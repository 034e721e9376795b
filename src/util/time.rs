//! Rate and size formatting utilities
//!
//! Helpers used by the summary reporters to derive rates from totals and to
//! render durations, rates, byte counts and throughput in human-readable form.

use std::time::Duration;

/// Format a duration in human-readable form
///
/// # Examples
///
/// ```
/// use std::time::Duration;
/// use tempest::util::time::format_duration;
///
/// assert_eq!(format_duration(Duration::from_nanos(500)), "500ns");
/// assert_eq!(format_duration(Duration::from_nanos(1500)), "1.50us");
/// assert_eq!(format_duration(Duration::from_micros(2500)), "2.50ms");
/// assert_eq!(format_duration(Duration::from_secs(5)), "5.00s");
/// ```
pub fn format_duration(duration: Duration) -> String {
    let nanos = duration.as_nanos();

    if nanos < 1_000 {
        format!("{}ns", nanos)
    } else if nanos < 1_000_000 {
        format!("{:.2}us", nanos as f64 / 1_000.0)
    } else if nanos < 1_000_000_000 {
        format!("{:.2}ms", nanos as f64 / 1_000_000.0)
    } else {
        format!("{:.2}s", nanos as f64 / 1_000_000_000.0)
    }
}

/// Format a rate (operations per second)
///
/// # Examples
///
/// ```
/// use tempest::util::time::format_rate;
///
/// assert_eq!(format_rate(500.0), "500");
/// assert_eq!(format_rate(1500.0), "1.50K");
/// assert_eq!(format_rate(2_500_000.0), "2.50M");
/// ```
pub fn format_rate(rate: f64) -> String {
    if rate < 1_000.0 {
        format!("{:.0}", rate)
    } else if rate < 1_000_000.0 {
        format!("{:.2}K", rate / 1_000.0)
    } else if rate < 1_000_000_000.0 {
        format!("{:.2}M", rate / 1_000_000.0)
    } else {
        format!("{:.2}G", rate / 1_000_000_000.0)
    }
}

/// Calculate throughput in bytes per second
///
/// Returns 0.0 for a zero duration rather than infinity.
pub fn calculate_throughput(bytes: u64, duration: Duration) -> f64 {
    let seconds = duration.as_secs_f64();
    if seconds > 0.0 {
        bytes as f64 / seconds
    } else {
        0.0
    }
}

/// Format throughput in human-readable form (B/s, KB/s, MB/s, GB/s)
///
/// # Examples
///
/// ```
/// use tempest::util::time::format_throughput;
///
/// assert_eq!(format_throughput(500.0), "500.00 B/s");
/// assert_eq!(format_throughput(1536.0), "1.50 KB/s");
/// assert_eq!(format_throughput(2_621_440.0), "2.50 MB/s");
/// assert_eq!(format_throughput(2_684_354_560.0), "2.50 GB/s");
/// ```
pub fn format_throughput(bytes_per_sec: f64) -> String {
    const KB: f64 = 1024.0;
    const MB: f64 = KB * 1024.0;
    const GB: f64 = MB * 1024.0;
    const TB: f64 = GB * 1024.0;

    if bytes_per_sec >= TB {
        format!("{:.2} TB/s", bytes_per_sec / TB)
    } else if bytes_per_sec >= GB {
        format!("{:.2} GB/s", bytes_per_sec / GB)
    } else if bytes_per_sec >= MB {
        format!("{:.2} MB/s", bytes_per_sec / MB)
    } else if bytes_per_sec >= KB {
        format!("{:.2} KB/s", bytes_per_sec / KB)
    } else {
        format!("{:.2} B/s", bytes_per_sec)
    }
}

/// Format a byte count with binary units
pub fn format_bytes(bytes: u64) -> String {
    const KB: u64 = 1024;
    const MB: u64 = KB * 1024;
    const GB: u64 = MB * 1024;
    const TB: u64 = GB * 1024;

    if bytes >= TB {
        format!("{:.2} TB", bytes as f64 / TB as f64)
    } else if bytes >= GB {
        format!("{:.2} GB", bytes as f64 / GB as f64)
    } else if bytes >= MB {
        format!("{:.2} MB", bytes as f64 / MB as f64)
    } else if bytes >= KB {
        format!("{:.2} KB", bytes as f64 / KB as f64)
    } else {
        format!("{} B", bytes)
    }
}

/// Format an integer with thousands separators
pub fn format_number(n: u64) -> String {
    let s = n.to_string();
    let mut result = String::new();

    for (count, c) in s.chars().rev().enumerate() {
        if count > 0 && count % 3 == 0 {
            result.push(',');
        }
        result.push(c);
    }

    result.chars().rev().collect()
}
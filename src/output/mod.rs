//! Result output: console summary and JSON export

pub mod json;
pub mod text;
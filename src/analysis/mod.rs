// Position time series and the statistics built on top of them

pub mod distribution;
pub mod occupancy;

use std::fmt;
use std::str::FromStr;

use serde::Serialize;
use uom::si::f64::Time;
use uom::si::time::{minute, second};

use crate::PawtrackError;
use crate::tracking::TrackingFile;

pub use distribution::{Distribution, HistogramBin, distribution};
pub use occupancy::{OccupancyGrid, occupancy};

/// One coordinate axis of the position data.
#[derive(Clone, Copy, Debug, PartialEq, Eq, Serialize)]
pub enum Axis {
    X,
    Y,
}

impl fmt::Display for Axis {
    fn fmt(&self, f: &mut fmt::Formatter<'_>) -> fmt::Result {
        match self {
            Axis::X => write!(f, "x"),
            Axis::Y => write!(f, "y"),
        }
    }
}

impl FromStr for Axis {
    type Err = String;

    fn from_str(s: &str) -> Result<Self, Self::Err> {
        match s.to_lowercase().as_str() {
            "x" => Ok(Axis::X),
            "y" => Ok(Axis::Y),
            other => Err(format!("unknown axis '{other}', expected 'x' or 'y'")),
        }
    }
}

#[derive(Clone, Copy, Debug, PartialEq, Serialize)]
pub struct TimeSeriesRow {
    pub frame: usize,
    pub x: f64,
    pub y: f64,
    pub seconds: f64,
    pub minutes: f64,
}

impl TimeSeriesRow {
    pub fn is_valid(&self) -> bool {
        self.x.is_finite() && self.y.is_finite()
    }

    pub fn value(&self, axis: Axis) -> f64 {
        match axis {
            Axis::X => self.x,
            Axis::Y => self.y,
        }
    }
}

/// Positions of one bodypart of one animal over time.
#[derive(Clone, Debug, PartialEq, Serialize)]
pub struct TimeSeries {
    pub animal: usize,
    pub bodypart: usize,
    pub fps: f64,
    pub rows: Vec<TimeSeriesRow>,
}

impl TimeSeries {
    /// One row per frame that has the keypoint, missing coordinates included.
    /// Frame times use the fps stored in the metadata.
    pub fn extract(tracking: &TrackingFile, animal: usize, bodypart: usize) -> Self {
        let fps = tracking.fps();
        let rows = tracking
            .frames
            .iter()
            .enumerate()
            .filter_map(|(frame, data)| {
                let keypoint = data.keypoint(animal, bodypart)?;
                let time = Time::new::<second>(frame as f64 / fps);
                Some(TimeSeriesRow {
                    frame,
                    x: keypoint.x,
                    y: keypoint.y,
                    seconds: time.get::<second>(),
                    minutes: time.get::<minute>(),
                })
            })
            .collect();

        Self {
            animal,
            bodypart,
            fps,
            rows,
        }
    }

    /// Like [`TimeSeries::extract`], but rejects indices the data doesn't have.
    pub fn try_extract(
        tracking: &TrackingFile,
        animal: usize,
        bodypart: usize,
    ) -> Result<Self, PawtrackError> {
        let summary = tracking.summary();
        if animal >= summary.num_animals {
            return Err(PawtrackError::IndexOutOfRange {
                what: "animal".to_string(),
                index: animal,
            });
        }
        if bodypart >= summary.num_bodyparts {
            return Err(PawtrackError::IndexOutOfRange {
                what: "bodypart".to_string(),
                index: bodypart,
            });
        }
        Ok(Self::extract(tracking, animal, bodypart))
    }

    pub fn is_empty(&self) -> bool {
        self.rows.is_empty()
    }

    /// Rows with both coordinates present, i.e. the trajectory.
    pub fn valid_points(&self) -> impl Iterator<Item = &TimeSeriesRow> {
        self.rows.iter().filter(|row| row.is_valid())
    }

    pub fn valid_count(&self) -> usize {
        self.valid_points().count()
    }

    /// Plot series `[seconds, value]` for one axis, missing values skipped.
    pub fn axis_over_time(&self, axis: Axis) -> Vec<[f64; 2]> {
        self.rows
            .iter()
            .map(|row| [row.seconds, row.value(axis)])
            .filter(|[_, value]| value.is_finite())
            .collect()
    }
}

/// `count` evenly spaced values from `start` to `end` inclusive.
pub(crate) fn linspace(start: f64, end: f64, count: usize) -> Vec<f64> {
    match count {
        0 => Vec::new(),
        1 => vec![start],
        _ => {
            let step = (end - start) / (count - 1) as f64;
            (0..count)
                .map(|i| if i == count - 1 { end } else { start + step * i as f64 })
                .collect()
        }
    }
}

========================================

Task details: Retype the portion of the data above that starts on the line with "#[derive(Clone, Debug, PartialEq, Serialize)]" and finishes on the line with "pub fn is_empty(&self)", including both of those lines.

Exercise response:
#[derive(Clone, Debug, PartialEq, Serialize)]
pub struct TimeSeries {
    pub animal: usize,
    pub bodypart: usize,
    pub fps: f64,
    pub rows: Vec<TimeSeriesRow>,
}

impl TimeSeries {
    /// One row per frame that has the keypoint, missing coordinates included.
    /// Frame times use the fps stored in the metadata.
    pub fn extract(tracking: &TrackingFile, animal: usize, bodypart: usize) -> Self {
        let fps = tracking.fps();
        let rows = tracking
            .frames
            .iter()
            .enumerate()
            .filter_map(|(frame, data)| {
                let keypoint = data.keypoint(animal, bodypart)?;
                let time = Time::new::<second>(frame as f64 / fps);
                Some(TimeSeriesRow {
                    frame,
                    x: keypoint.x,
                    y: keypoint.y,
                    seconds: time.get::<second>(),
                    minutes: time.get::<minute>(),
                })
            })
            .collect();

        Self {
            animal,
            bodypart,
            fps,
            rows,
        }
    }

    /// Like [`TimeSeries::extract`], but rejects indices the data doesn't have.
    pub fn try_extract(
        tracking: &TrackingFile,
        animal: usize,
        bodypart: usize,
    ) -> Result<Self, PawtrackError> {
        let summary = tracking.summary();
        if animal >= summary.num_animals {
            return Err(PawtrackError::IndexOutOfRange {
                what: "animal".to_string(),
                index: animal,
            });
        }
        if bodypart >= summary.num_bodyparts {
            return Err(PawtrackError::IndexOutOfRange {
                what: "bodypart".to_string(),
                index: bodypart,
            });
        }
        Ok(Self::extract(tracking, animal, bodypart))
    }

    pub fn is_empty(&self) -> bool {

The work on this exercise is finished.